Fourth, investing in the real estate sector is one way to ride long-term secular growth trends playing out in the Asia ex-Japan region. We should recognise that Asia ex-Japan is more than just the world’s export centre or factory and not lose sight of the region’s overarching development story.

For example, while China has made much economic progress, it is still developing. It was not too long ago that a concerted push to rapidly urbanise and industrialise the country led to a sustained increase in real wages and uplifted hundreds of millions of rural people out of poverty. As incomes grow, needs and demands will change and much of this will be reflected in the real estate landscape. People will increasingly migrate to centres of economic activity in response to better income prospects, spurring demand for housing, amenities and recreational facilities. The advent of 5G technologies and the acceleration of digitalisation trends due to Covid-19 will also spur investments in infrastructure to widen internet connectivity.

India is poised to follow China’s example, with the current government likely to support programmes that will accelerate urbanisation and industrialisation efforts. As it stands, Prime Minister Narendra Modi’s government plans to raise funds and invest in areas such as urban technology and transport and also modernise India’s urban centres to make cities more liveable for people. These two growth behemoths will likely lead Asia’s urbanisation trend, a long-term process which will invariably lead to plenty of investible opportunities.

More generally, Asia, as a region, has experienced tremendous growth over the years. Income levels have steadily risen over time as countries continue to liberalise their economies and open their doors to foreign direct investments and trade. Moreover, better economic and social policies have improved social stability and have also led to a rise in educational attainment. These promising developments are instrumental in attracting businesses and encouraging the growth of higher skilled jobs.

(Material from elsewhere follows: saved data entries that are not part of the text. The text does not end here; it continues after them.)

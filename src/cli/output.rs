//! Terminal output formatting with colors
//!
//! Respects NO_COLOR, CLICOLOR, CLICOLOR_FORCE automatically.
//! Status lines go to stderr so XML on stdout can be piped.

use colored::Colorize;

/// Print error (red bold "error:" prefix) to stderr
pub fn error(msg: &(impl std::fmt::Display + ?Sized)) {
    eprintln!("{}: {}", "error".red().bold(), msg);
}

/// Print completed action (green label) to stderr
pub fn action(label: &str, msg: &(impl std::fmt::Display + ?Sized)) {
    eprintln!("{}: {}", label.green(), msg);
}

/// Print section header (cyan bold)
pub fn header(msg: &(impl std::fmt::Display + ?Sized)) {
    println!("{}", msg.to_string().cyan().bold());
}

/// Print labelled detail, indented
pub fn detail(label: &str, msg: &(impl std::fmt::Display + ?Sized)) {
    println!("  {:<12} {}", format!("{}:", label), msg);
}

/// Print plain output (no color, for data)
pub fn info(msg: &(impl std::fmt::Display + ?Sized)) {
    println!("{}", msg);
}
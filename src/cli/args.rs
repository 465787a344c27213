//! CLI argument definitions using clap

use std::path::PathBuf;

use clap::{Args, Parser, Subcommand, ValueHint};

use crate::domain::{NodePath, XmlWriter};

/// Build, inspect and serialize XML element trees
#[derive(Parser, Debug)]
#[command(name = "xmlnode")]
#[command(author, version, about, long_about = None)]
#[command(propagate_version = true)]
pub struct Cli {
    /// Verbosity: -d info, -dd debug, -ddd trace
    #[arg(short, long, action = clap::ArgAction::Count, global = true)]
    pub debug: u8,

    /// Config file layered over the global config
    #[arg(short, long, global = true, value_hint = ValueHint::FilePath)]
    pub config: Option<PathBuf>,

    #[command(subcommand)]
    pub command: Option<Commands>,
}

#[derive(Subcommand, Debug)]
pub enum Commands {
    /// Build the bookstore sample tree
    Sample {
        /// Write XML here instead of stdout
        #[arg(short, long, value_hint = ValueHint::FilePath)]
        output: Option<PathBuf>,
        /// Also save the tree as a snapshot
        #[arg(short, long, value_hint = ValueHint::FilePath)]
        snapshot: Option<PathBuf>,
        #[command(flatten)]
        format: FormatArgs,
    },

    /// Serialize a snapshot to XML
    Render {
        /// Snapshot file
        #[arg(value_hint = ValueHint::FilePath)]
        snapshot: PathBuf,
        /// Write XML here instead of stdout
        #[arg(short, long, value_hint = ValueHint::FilePath)]
        output: Option<PathBuf>,
        #[command(flatten)]
        format: FormatArgs,
    },

    /// Show a snapshot's element hierarchy
    Tree {
        #[arg(value_hint = ValueHint::FilePath)]
        snapshot: PathBuf,
    },

    /// Show size and shape of a snapshot
    Info {
        #[arg(value_hint = ValueHint::FilePath)]
        snapshot: PathBuf,
    },

    /// Print the subtree at a path, e.g. `0,2`
    Get {
        #[arg(value_hint = ValueHint::FilePath)]
        snapshot: PathBuf,
        /// Comma separated child indices; omit for the root
        path: Option<NodePath>,
        /// Write XML here instead of stdout
        #[arg(short, long, value_hint = ValueHint::FilePath)]
        output: Option<PathBuf>,
        #[command(flatten)]
        format: FormatArgs,
    },

    /// Remove the subtree at a path and save the snapshot
    Remove {
        #[arg(value_hint = ValueHint::FilePath)]
        snapshot: PathBuf,
        /// Comma separated child indices
        path: NodePath,
        /// Save to this file instead of overwriting the input
        #[arg(short, long, value_hint = ValueHint::FilePath)]
        output: Option<PathBuf>,
    },

    /// Generate shell completions
    Completion {
        /// Shell type
        #[arg(value_enum)]
        shell: clap_complete::Shell,
    },
}

/// Formatting flags; each one overrides the loaded settings when given.
/// Of a flag and its `--no-` form, the last one on the command line wins.
#[derive(Args, Debug, Clone, Default)]
pub struct FormatArgs {
    /// Prepend an XML declaration
    #[arg(long, overrides_with = "no_declaration")]
    pub declaration: bool,
    /// Omit the XML declaration
    #[arg(long, overrides_with = "declaration")]
    pub no_declaration: bool,
    /// Escape markup characters in values
    #[arg(long, overrides_with = "no_escape")]
    pub escape: bool,
    /// Write values verbatim
    #[arg(long, overrides_with = "escape")]
    pub no_escape: bool,
    /// Spaces per nesting level
    #[arg(long)]
    pub indent: Option<usize>,
}

/// `Some` when either form of a switch was given.
fn switch(on: bool, off: bool) -> Option<bool> {
    match (on, off) {
        (true, _) => Some(true),
        (_, true) => Some(false),
        _ => None,
    }
}

impl FormatArgs {
    pub fn apply(&self, mut writer: XmlWriter) -> XmlWriter {
        if let Some(on) = switch(self.declaration, self.no_declaration) {
            writer.declaration = on;
        }
        if let Some(on) = switch(self.escape, self.no_escape) {
            writer.escape = on;
        }
        if let Some(width) = self.indent {
            writer.indent_width = width;
        }
        writer
    }
}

The upshot of rising affluence and higher education is an expanding middle class. By some estimates, the Asia Pacific region is expected to account for 64% of the global middle-class population by 2030. Naturally, demand for real estate has and will continue to increase with rising affluence. This has already prompted governments in Asia to greenlight extensive urban restructuring and real estate development plans. Indeed, the real estate landscape will continue to be shaped by changing population dynamics and shifting economic prospects.

Ultimately, these structural and long-term demand drivers will continue to buoy the growth of the real estate sector. Investors may express a positive view on the long-term growth prospects of this sector through positions in REITs and stocks of property developers and property management companies with robust fundamentals.

Engaging opportunities in real estate via an actively managed portfolio might be a useful approach to mitigate downside risks especially when seeking meaningful exposure to just one sector. Investors should also be aware of idiosyncratic risks like sudden changes to a country’s macroprudential policies or the effects of structural shifts in behaviour as it relates to e-commerce penetration and work-from home trends, as these could potentially impact the performance of the sector.